In group theory, it helped me a lot to use symmetry groups of geometrical objects like a triangle to understand the more abstract concepts. Are there rings with a similar low level of abstractness?
I know $\mathbb{Z}$, $\mathbb{Z}[X]$, $K[X]$ and $\mathbb{Z}[\sqrt{d}], d \in \mathbb{Z}$ which are all quite abstract. Maybe not $\mathbb{Z}$ but it is too "nice" and doesn't illustrate the more interesting properties of rings or the lack thereof very well.

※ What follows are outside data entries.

//! Grouping of processed rows by one column

use indexmap::IndexMap;
use serde::Serialize;

use smartgrid_core::{ColumnDescriptor, Row};

/// One group of rows sharing a display value
#[derive(Debug, Clone, PartialEq, Serialize)]
pub struct RowGroup {
    /// Display text of the shared value; empty for blank cells
    pub label: String,
    /// Positions into the dataset, in input order
    pub indices: Vec<usize>,
}

impl RowGroup {
    pub fn len(&self) -> usize {
        self.indices.len()
    }

    pub fn is_empty(&self) -> bool {
        self.indices.is_empty()
    }
}

/// Partition `indices` by the display value of `column`.
///
/// Groups come out in order of first appearance, rows keep their input
/// order within a group.
pub fn group_rows(rows: &[Row], indices: &[usize], column: &ColumnDescriptor) -> Vec<RowGroup> {
    let mut groups: IndexMap<String, Vec<usize>> = IndexMap::new();
    for &index in indices {
        let label = column.display(rows[index].value(&column.key));
        groups.entry(label).or_default().push(index);
    }
    groups
        .into_iter()
        .map(|(label, indices)| RowGroup { label, indices })
        .collect()
}

/// Row positions in group order
pub fn flatten_groups(groups: &[RowGroup]) -> Vec<usize> {
    groups
        .iter()
        .flat_map(|g| g.indices.iter().copied())
        .collect()
}

#[cfg(test)]
mod tests {
    use super::*;
    use pretty_assertions::assert_eq;
    use smartgrid_core::{OptionItem, Value};
    use std::collections::HashSet;

    fn rows() -> Vec<Row> {
        ["north", "south", "north", "", "east", "south", "north"]
            .iter()
            .enumerate()
            .map(|(i, region)| Row::new().with("id", i as i64).with("region", *region))
            .collect()
    }

    #[test]
    fn test_groups_in_first_appearance_order() {
        let rows = rows();
        let indices: Vec<usize> = (0..rows.len()).collect();
        let groups = group_rows(&rows, &indices, &ColumnDescriptor::text("region", "Region"));

        let labels: Vec<&str> = groups.iter().map(|g| g.label.as_str()).collect();
        assert_eq!(labels, vec!["north", "south", "", "east"]);
        assert_eq!(groups[0].indices, vec![0, 2, 6]);
    }

    #[test]
    fn test_every_row_in_exactly_one_group() {
        let rows = rows();
        let indices: Vec<usize> = vec![6, 5, 4, 3, 2, 1, 0];
        let groups = group_rows(&rows, &indices, &ColumnDescriptor::text("region", "Region"));

        let total: usize = groups.iter().map(RowGroup::len).sum();
        assert_eq!(total, rows.len());

        let flat = flatten_groups(&groups);
        let unique: HashSet<usize> = flat.iter().copied().collect();
        assert_eq!(unique.len(), rows.len());
        // Input order preserved inside a group
        assert_eq!(groups[0].indices, vec![6, 2, 0]);
    }

    #[test]
    fn test_groups_use_option_labels() {
        let rows = vec![
            Row::new().with("status", "o"),
            Row::new().with("status", Value::from("c")),
        ];
        let column = ColumnDescriptor::select(
            "status",
            "Status",
            vec![OptionItem::new("Open", "o"), OptionItem::new("Closed", "c")],
        );
        let groups = group_rows(&rows, &[0, 1], &column);
        assert_eq!(groups[1].label, "Closed");
    }
}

If you want an easy to understand new concrete example of associative rules, distributive rule, and multiplication inverses and identity rules that contribute to defining a ring, consider the so-called "tropical semiring", i.e. min-addition semiring over the reals. For two real numbers, "addition" of $x,y$ is defined as $\min(x,y)$, and "multiplication" of two reals is defined as $x + y$. With this definition of addition and multiplication, you can check that associativity holds for addition and multiplication, and that the distributive property holds, and that $0$ is the multiplicative identity, and multiplicative inverses exist (the inverse of $x$ is $-x$). However there is no additive identity and no additive inverses, because min is an "irreversible" operation. Hence why it's called a "semi-ring" instead of a ring. But it illustrates most of the ring properties and is very easy to understand and verify.